To improve the residence time of the chemotherapeutic agent, the sustained-release properties of a biodegradable nanocarrier drug system were used. The advantages were the characteristics of the 5-fluorouracil (5-FU)-loaded CS nanoparticles. The sustained release of 5-FU–CS could solve the short half-life problem of 5-FU in hospital use and reduce the side effects caused by frequent drug administration [39].

The combination of CS and graphene can lead to a promising carrier for the loading and controlled release of therapeutic agents [40].

Silver nanoparticles (nAgs) have attracted a great deal of attention in biomedical research, especially in cancer theranostics. Biocompatible polymers such as PEG, pol(vinyl pyrolidone) (PVP), and CS were used for the reduction of Ag salt. In addition to the cancer activity and toxicity of biopolymer nAgs being assessed through synthesis in different conditions and with different properties, they were assessed against breast adenocarcinoma, human lung adenocarcinoma, and mouse embryonic fibroblast cell lines. An effective suppression of the proliferation of cancer cell growth was found [41].

Ag chloride/polypyrrole (PP)/CS, an AgCl/PP/CS core–shell nanocomposite, was prepared by in situ oxidative polymerization of pyrrole using ferric chloride in the presence of CS and Ag nitrate to develop a carrier and controlled release system for 3-amino-2-phenyl-4(3H)-quinazoline (I). For a comparison, PP/CS core–shell nanoparticles were prepared and loaded by I. The study revealed that loaded AgCl/PP/CS exhibited excellent antibacterial and anticancer efficacy against Ehrlich ascite carcinoma cells [42].
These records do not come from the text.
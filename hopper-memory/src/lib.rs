//! # Three-tier memory system for Hopper
//!
//! This crate provides the memory architecture behind Hopper's routing
//! decisions, in three tiers:
//! - **Working**: short-lived routing contexts keyed by task id (TTL cache)
//! - **Episodic**: audit records of routing decisions and their outcomes
//! - **Consolidated**: learned routing patterns mined from successful episodes
//!
//! ## Architecture
//!
//! ```text
//! LearningEngine
//! ├── WorkingMemory    (TTL cache of RoutingContext)
//! ├── EpisodicStore    (RoutingEpisode lifecycle: record → outcome)
//! ├── TaskSearcher     (TF-IDF + Jaccard over the task corpus)
//! ├── ConsolidatedStore (RoutingPattern matching + confidence updates)
//! ├── PatternExtractor (mines patterns from successful episodes)
//! └── FeedbackStore    (user verdicts, propagated to episodes and patterns)
//! ```
//!
//! All components are explicit dependencies injected into the engine; there
//! is no process-wide state.

pub mod config;
pub mod consolidated;
pub mod episodic;
pub mod feedback;
pub mod learning;
pub mod prelude;
pub mod search;
pub mod types;
pub mod working;

pub use config::MemoryConfig;
pub use consolidated::{ConsolidatedStore, PatternExtractor, PatternType, RoutingPattern};
pub use episodic::{EpisodicStore, InMemoryEpisodicStore};
pub use feedback::{FeedbackAnalytics, FeedbackInput, FeedbackStore};
pub use learning::{LearningEngine, RoutingSuggestion, SuggestionSource};
pub use search::{TaskSearcher, TaskSimilarity};
pub use types::{
    EpisodeOutcome, InstanceInfo, RecentDecision, RoutingContext, RoutingEpisode, SimilarTask,
    TaskSnapshot,
};
pub use working::{LocalBackend, MemoryBackend, WorkingMemory};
Poly(d,l,-lactic-co-glycolic acid) (PLGA) is the most frequently used biodegradable and biocompatible polymer in terms of preparation nanoparticles for biomedical applications. It was prepared to obtain nanocarriers for the Pt-based antitumor drug Carboplatin. In order to improve its delivery, folic acid (FA)-conjugated CS (FA/CS/PLGA) nanoparticles have been produced. The modified PLGA nanoparticles are expected to enhance cellular uptake for tumor accumulation promoted by embraced permeability and a retention effect [43].

Release studies have indicated that CS beads coated with pH-dependent poly(acrylic acid) PAA–PVP polyblends offer much protection from drug release in simulated gastric fluid. A controlled release of the drug Dexamethasone from CS was observed once the coating layer of the pH-dependent polymer complex started to dissolve at a higher pH (6.8). It was concluded that the CS nanoparticles coated with PAA–PVP complexes can be used for effective controlled delivery of the drug directly to the colon [44].

A composite made of CS, hydroxy apatite (HAP), and a glycopolymer grafted on a Cloisite 30B clay surface (CS/HAP/clay-g) and another one based on CS/HAP pristine Cloisite 30B (CS/HAP/clay-g) have been synthesized. Their cytotoxicity was tested against breast carcinoma cell line (Hep G-2) and a normal human skin fibroblast cell line (BJ-I) using an MTT as well as a lactate dehydrogenase assay. The results showed that the biopolymer composite CS/HAP/clay-g can be used in biomedical applications [45].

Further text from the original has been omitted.